Walmart's
Sam’s Club U.S. Shows Steady Growth in Q4 Fiscal 2026
Sam’s Club, a division of Walmart Inc., maintained consistent momentum in the fourth quarter of fiscal 2026, fueled by robust transaction volumes and expanding digital engagement. Although overall sales growth appeared moderate, key performance indicators highlighted strong member participation and effective operational management.
During the quarter, Sam’s Club U.S. posted net sales of $23.8 billion, marking a 2.9% increase. When excluding fuel, net sales reached $21.7 billion, up 4%, with comparable sales (excluding fuel) also climbing 4%. The primary driver was increased customer visits, as transactions (excluding fuel) rose 5.3%, even though the average transaction value dipped by 1.3%. Grocery and general merchandise categories led the gains, while the Member’s Mark brand achieved high single-digit growth.

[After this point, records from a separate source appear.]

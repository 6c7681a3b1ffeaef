use crate::config::{AnalyzerConfig, StoreBackend};
use crate::handlers;
use crate::services::{AnalysisStore, InMemoryAnalysisStore, MongoAnalysisStore};
use axum::{
    body::Body,
    http::Method,
    middleware::from_fn,
    routing::get,
    Router,
};
use service_core::error::AppError;
use service_core::middleware::{
    metrics::metrics_middleware,
    security_headers::security_headers_middleware,
    tracing::{make_request_span, request_id_middleware},
};
use std::future::{Future, IntoFuture};
use std::net::SocketAddr;
use std::pin::Pin;
use std::sync::Arc;
use tokio::net::TcpListener;
use tower_http::cors::{Any, CorsLayer};
use tower_http::trace::TraceLayer;

#[derive(Clone)]
pub struct AppState {
    pub config: AnalyzerConfig,
    pub store: Arc<dyn AnalysisStore>,
}

impl AppState {
    pub fn new(config: AnalyzerConfig, store: Arc<dyn AnalysisStore>) -> Self {
        Self { config, store }
    }
}

pub fn build_router(state: AppState) -> Router {
    let cors = CorsLayer::new()
        .allow_origin(Any)
        .allow_methods([Method::GET, Method::POST])
        .allow_headers(Any);

    Router::new()
        .route(
            "/api/TextAnalyzer",
            get(handlers::analyze_text).post(handlers::analyze_text),
        )
        .route("/api/GetAnalysisHistory", get(handlers::analysis_history))
        .route("/health", get(handlers::health_check))
        .route("/ready", get(handlers::readiness_check))
        .route("/metrics", get(handlers::metrics_endpoint))
        // Route layer so the matched path is available as a metric label
        .route_layer(from_fn(metrics_middleware))
        .layer(from_fn(security_headers_middleware))
        .layer(cors)
        .layer(TraceLayer::new_for_http().make_span_with(make_request_span::<Body>))
        .layer(from_fn(request_id_middleware))
        .with_state(state)
}

/// Creates the store selected by configuration. The returned handle owns the
/// database client for the lifetime of the application.
pub async fn build_store(config: &AnalyzerConfig) -> Result<Arc<dyn AnalysisStore>, AppError> {
    match config.store.backend {
        StoreBackend::Mongo => {
            let connection_string = config.store.connection_string.as_ref().ok_or_else(|| {
                AppError::ConfigError(anyhow::anyhow!(
                    "COSMOS_CONNECTION_STRING is required but not set"
                ))
            })?;
            let store = MongoAnalysisStore::connect(
                connection_string,
                &config.store.database,
                &config.store.container,
            )
            .await?;
            store.initialize_indexes().await?;
            Ok(Arc::new(store))
        }
        StoreBackend::Memory => {
            let store = InMemoryAnalysisStore::new();
            tracing::warn!(
                capacity = store.capacity(),
                "Using in-memory analysis store; history is capped and lost on restart"
            );
            Ok(Arc::new(store))
        }
    }
}

type ServerFuture = Pin<Box<dyn Future<Output = std::io::Result<()>> + Send>>;

pub struct Application {
    port: u16,
    server: ServerFuture,
    state: AppState,
}

impl Application {
    pub async fn build(config: AnalyzerConfig) -> Result<Self, AppError> {
        let store = build_store(&config).await?;
        Self::with_store(config, store).await
    }

    pub async fn with_store(
        config: AnalyzerConfig,
        store: Arc<dyn AnalysisStore>,
    ) -> Result<Self, AppError> {
        let state = AppState::new(config.clone(), store);
        let app = build_router(state.clone());

        let addr = SocketAddr::from(([0, 0, 0, 0], config.common.port));
        let listener = TcpListener::bind(addr).await.map_err(|e| {
            tracing::error!("Failed to bind TCP listener to {}: {}", addr, e);
            AppError::from(e)
        })?;
        let port = listener.local_addr()?.port();

        tracing::info!(port = port, service = %config.service_name, "Listening");

        let server = axum::serve(listener, app)
            .with_graceful_shutdown(shutdown_signal())
            .into_future();

        Ok(Self {
            port,
            server: Box::pin(server),
            state,
        })
    }

    pub fn store(&self) -> &Arc<dyn AnalysisStore> {
        &self.state.store
    }

    pub fn port(&self) -> u16 {
        self.port
    }

    pub async fn run_until_stopped(self) -> std::io::Result<()> {
        self.server.await
    }
}

async fn shutdown_signal() {
    let ctrl_c = async {
        if let Err(e) = tokio::signal::ctrl_c().await {
            tracing::error!("Failed to install Ctrl+C handler: {}", e);
            std::future::pending::<()>().await;
        }
    };

    #[cfg(unix)]
    let terminate = async {
        match tokio::signal::unix::signal(tokio::signal::unix::SignalKind::terminate()) {
            Ok(mut signal) => {
                signal.recv().await;
            }
            Err(e) => {
                tracing::error!("Failed to install SIGTERM handler: {}", e);
                std::future::pending::<()>().await;
            }
        }
    };

    #[cfg(not(unix))]
    let terminate = std::future::pending::<()>();

    tokio::select! {
        _ = ctrl_c => {
            tracing::info!("Received SIGINT, starting graceful shutdown");
        },
        _ = terminate => {
            tracing::info!("Received SIGTERM, starting graceful shutdown");
        },
    }
}
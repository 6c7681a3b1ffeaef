pub mod analysis;
pub mod health;
pub mod metrics;

pub use analysis::{analysis_history, analyze_text};
pub use health::{health_check, readiness_check};
pub use metrics::metrics_endpoint;
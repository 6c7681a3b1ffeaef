//! service-core: shared HTTP service infrastructure (configuration, errors,
//! middleware and tracing setup).
pub mod config;
pub mod error;
pub mod middleware;
pub mod observability;

pub use axum;
pub use mongodb;
pub use serde;
pub use serde_json;
pub use tokio;
pub use tower;
pub use tower_http;
pub use tracing;
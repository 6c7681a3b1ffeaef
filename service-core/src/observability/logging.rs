use opentelemetry::KeyValue;
use opentelemetry_otlp::WithExportConfig;
use opentelemetry_sdk::{Resource, runtime, trace as sdktrace};
use tracing_subscriber::{layer::SubscriberExt, util::SubscriberInitExt};

/// Installs the global subscriber: env filter, JSON logs and, when an OTLP
/// endpoint is given, span export over gRPC.
///
/// `RUST_LOG` takes precedence over `log_level`.
pub fn init_tracing(service_name: &str, log_level: &str, otlp_endpoint: Option<&str>) {
    let env_filter = tracing_subscriber::EnvFilter::try_from_default_env()
        .unwrap_or_else(|_| tracing_subscriber::EnvFilter::new(log_level));

    let telemetry = otlp_endpoint.and_then(|endpoint| {
        let otlp_exporter = opentelemetry_otlp::new_exporter()
            .tonic()
            .with_endpoint(endpoint);

        match opentelemetry_otlp::new_pipeline()
            .tracing()
            .with_exporter(otlp_exporter)
            .with_trace_config(sdktrace::config().with_resource(Resource::new(vec![
                KeyValue::new("service.name", service_name.to_string()),
            ])))
            .install_batch(runtime::Tokio)
        {
            Ok(tracer) => Some(tracing_opentelemetry::layer().with_tracer(tracer)),
            Err(e) => {
                eprintln!(
                    "Failed to initialize OTLP tracer for service '{}' at endpoint '{}': {}; continuing with local logs only",
                    service_name, endpoint, e
                );
                None
            }
        }
    });

    tracing_subscriber::registry()
        .with(env_filter)
        .with(telemetry)
        .with(
            tracing_subscriber::fmt::layer()
                .with_file(true)
                .with_line_number(true)
                .json()
                .flatten_event(true),
        )
        .init();
}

Digital sales continued to play a significant role. E-commerce revenue for Sam’s Club U.S. surged by 23%, contributing nearly 380 basis points to comparable sales growth (excluding fuel). Deliveries fulfilled by clubs accounted for about 40% of the e-commerce expansion, and express delivery sales handled by clubs jumped 80% year-over-year. Currently, express delivery is available to 60% of U.S. households, typically within three hours.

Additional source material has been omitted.